Before thinking about diagnosis, always assess:

  • Airway (is the patient protecting it?)
  • Breathing
  • Circulation
    • BP
    • HR
    • Cap refill
    • Mental state
    • Urine output

Red flags:

  • Tachycardia
  • Hypotension
  • Confusion
  • Ongoing haematemesis
  • Hb dropping rapidly

These patients need urgent escalation.


Immediate management on the ward (what juniors should actually do)

If you’re the doctor called to see a suspected UGIB:

Do immediately:

  • A–E assessment
  • 2 wide-bore cannulas
  • Bloods: FBC, U&E, LFTs, coagulation, group & save
  • Crossmatch if concern about significant bleed
  • IV fluids if hypotensive
  • Keep patient nil by mouth
  • Start PPI (e.g. IV omeprazole)

If liver disease suspected:

  • Start terlipressin
  • Start IV antibiotics (e.g. ceftriaxone)
  • Early gastro involvement

When to escalate

You should escalate urgently if:

  • Ongoing haematemesis
  • Haemodynamic instability
  • Hb falling quickly
  • Known cirrhosis
  • NEWS ≥5
  • Concerned nursing staff

These patients often need:

  • Urgent endoscopy
  • HDU/ICU
  • Senior review

Never sit on a sick bleeder.


Endoscopy timing (realistic NHS practice)

  • Stable patient → endoscopy within 24 hours
  • Unstable / high-risk → endoscopy urgently after resuscitation
  • Variceal bleed → as soon as possible

Endoscopy is both diagnostic and therapeutic.


Variceal vs non-variceal (important conceptually)

You don’t need to memorise lists — just understand the logic.

Variceal bleed:

  • Portal hypertension
  • High risk of rebleeding
  • Needs terlipressin, antibiotics, urgent scope

Non-variceal bleed (e.g. ulcer):

  • Acid-related or mucosal disease
  • Managed with PPI + endoscopic therapy

Different mechanism → different management.


What juniors often miss (important learning points)
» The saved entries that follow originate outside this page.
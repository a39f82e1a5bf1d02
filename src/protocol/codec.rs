//! Length-prefixed JSON frames: a 4-byte big-endian length, then the body.

use serde::{de::DeserializeOwned, Serialize};
use thiserror::Error;
use tokio::io::{AsyncRead, AsyncReadExt, AsyncWrite, AsyncWriteExt};

pub const MAX_FRAME_LEN: usize = 1024 * 1024;

#[derive(Error, Debug)]
pub enum CodecError {
    #[error("IO error: {0}")]
    Io(#[from] std::io::Error),

    #[error("Invalid frame payload: {0}")]
    Json(#[from] serde_json::Error),

    #[error("Frame of {0} bytes exceeds the 1 MiB limit")]
    TooLarge(usize),

    #[error("Stream ended in the middle of a frame")]
    Truncated,
}

pub async fn write_frame<W, T>(writer: &mut W, value: &T) -> Result<(), CodecError>
where
    W: AsyncWrite + Unpin,
    T: Serialize,
{
    let body = serde_json::to_vec(value)?;
    if body.len() > MAX_FRAME_LEN {
        return Err(CodecError::TooLarge(body.len()));
    }

    writer.write_all(&(body.len() as u32).to_be_bytes()).await?;
    writer.write_all(&body).await?;
    writer.flush().await?;

    Ok(())
}

/// Reads the next frame. `Ok(None)` means the peer closed the stream cleanly
/// between frames.
pub async fn read_frame<R, T>(reader: &mut R) -> Result<Option<T>, CodecError>
where
    R: AsyncRead + Unpin,
    T: DeserializeOwned,
{
    let mut header = [0u8; 4];
    let mut filled = 0;

    while filled < header.len() {
        let read = reader.read(&mut header[filled..]).await?;
        if read == 0 {
            return if filled == 0 {
                Ok(None)
            } else {
                Err(CodecError::Truncated)
            };
        }
        filled += read;
    }

    let len = u32::from_be_bytes(header) as usize;
    if len > MAX_FRAME_LEN {
        return Err(CodecError::TooLarge(len));
    }

    let mut body = vec![0u8; len];
    if let Err(error) = reader.read_exact(&mut body).await {
        return Err(match error.kind() {
            std::io::ErrorKind::UnexpectedEof => CodecError::Truncated,
            _ => CodecError::Io(error),
        });
    }

    Ok(Some(serde_json::from_slice(&body)?))
}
  • Delaying escalation in unstable patients
  • Forgetting antibiotics in suspected variceal bleed
  • Not checking coagulation
  • Underestimating melaena (“they look fine”)
  • Not documenting haemodynamic trends

UGIB patients can deteriorate suddenly.


Take-home concept

UGIB is not about memorising causes.
It’s about recognising severity early, stabilising well, and escalating appropriately.